Nothing may be left out or changed. Print every entry.

Segment Open

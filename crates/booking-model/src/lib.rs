//! # booking-model
//!
//! Artifact loading, preprocessing and prediction for hotel booking outcomes.
//!
//! This crate provides:
//! - Fitted artifacts: label encoders, standard scaler, classifiers
//! - One-shot artifact loading from JSON or bincode files
//! - The preprocessing pipeline from [`BookingRecord`](booking_core::BookingRecord)
//!   to an ordered feature vector
//! - A stateless prediction service safe to share across threads
//!
//! ## Example
//!
//! ```rust,no_run
//! use booking_core::types::BookingRecord;
//! use booking_model::artifacts::ArtifactPaths;
//! use booking_model::inference::BookingPredictor;
//!
//! let predictor = BookingPredictor::load(&ArtifactPaths::default())?;
//! let record = BookingRecord::from_json_str(r#"{"lead_time": 3}"#)?;
//! let prediction = predictor.predict(&record)?;
//! println!("{}", prediction.summary());
//! # Ok::<(), booking_core::Error>(())
//! ```

#![deny(unsafe_code)]
#![warn(missing_docs, rust_2018_idioms, clippy::all, clippy::pedantic)]
#![allow(
    clippy::module_name_repetitions,
    clippy::cast_precision_loss,
    clippy::missing_errors_doc
)]

pub mod artifacts;
pub mod classifier;
pub mod encoding;
pub mod inference;
pub mod preprocessing;
pub mod scaling;
pub mod schema;

pub use artifacts::{ArtifactPaths, ArtifactStatus, ArtifactStore};
pub use classifier::{ClassifierArtifact, DecisionTree, LogisticRegression, RandomForest};
pub use encoding::{EncoderMap, LabelEncoder};
pub use inference::{BookingPredictor, Prediction};
pub use preprocessing::{FeatureVector, Preprocessor};
pub use scaling::StandardScaler;
pub use schema::FeatureSchema;

/// Prelude for convenient imports
pub mod prelude {
    pub use crate::artifacts::{ArtifactPaths, ArtifactStore};
    pub use crate::inference::{BookingPredictor, Prediction};
    pub use crate::preprocessing::FeatureVector;
    pub use crate::schema::FeatureSchema;
}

Segment Closed

→ ANSWER FOR THE TASK:
filename crates/booking-model/src/lib.rs
//! # booking-model
//!
//! Artifact loading, preprocessing and prediction for hotel booking outcomes.
//!
//! This crate provides:
//! - Fitted artifacts: label encoders, standard scaler, classifiers
//! - One-shot artifact loading from JSON or bincode files
//! - The preprocessing pipeline from [`BookingRecord`](booking_core::BookingRecord)
//!   to an ordered feature vector
//! - A stateless prediction service safe to share across threads
//!
//! ## Example
//!
//! ```rust,no_run
//! use booking_core::types::BookingRecord;
//! use booking_model::artifacts::ArtifactPaths;
//! use booking_model::inference::BookingPredictor;
//!
//! let predictor = BookingPredictor::load(&ArtifactPaths::default())?;
//! let record = BookingRecord::from_json_str(r#"{"lead_time": 3}"#)?;
//! let prediction = predictor.predict(&record)?;
//! println!("{}", prediction.summary());
//! # Ok::<(), booking_core::Error>(())
//! ```

#![deny(unsafe_code)]
#![warn(missing_docs, rust_2018_idioms, clippy::all, clippy::pedantic)]
#![allow(
    clippy::module_name_repetitions,
    clippy::cast_precision_loss,
    clippy::missing_errors_doc
)]

pub mod artifacts;
pub mod classifier;
pub mod encoding;
pub mod inference;
pub mod preprocessing;
pub mod scaling;
pub mod schema;

pub use artifacts::{ArtifactPaths, ArtifactStatus, ArtifactStore};
pub use classifier::{ClassifierArtifact, DecisionTree, LogisticRegression, RandomForest};
pub use encoding::{EncoderMap, LabelEncoder};
pub use inference::{BookingPredictor, Prediction};
pub use preprocessing::{FeatureVector, Preprocessor};
pub use scaling::StandardScaler;
pub use schema::FeatureSchema;

/// Prelude for convenient imports
pub mod prelude {
    pub use crate::artifacts::{ArtifactPaths, ArtifactStore};
    pub use crate::inference::{BookingPredictor, Prediction};
    pub use crate::preprocessing::FeatureVector;
    pub use crate::schema::FeatureSchema;
}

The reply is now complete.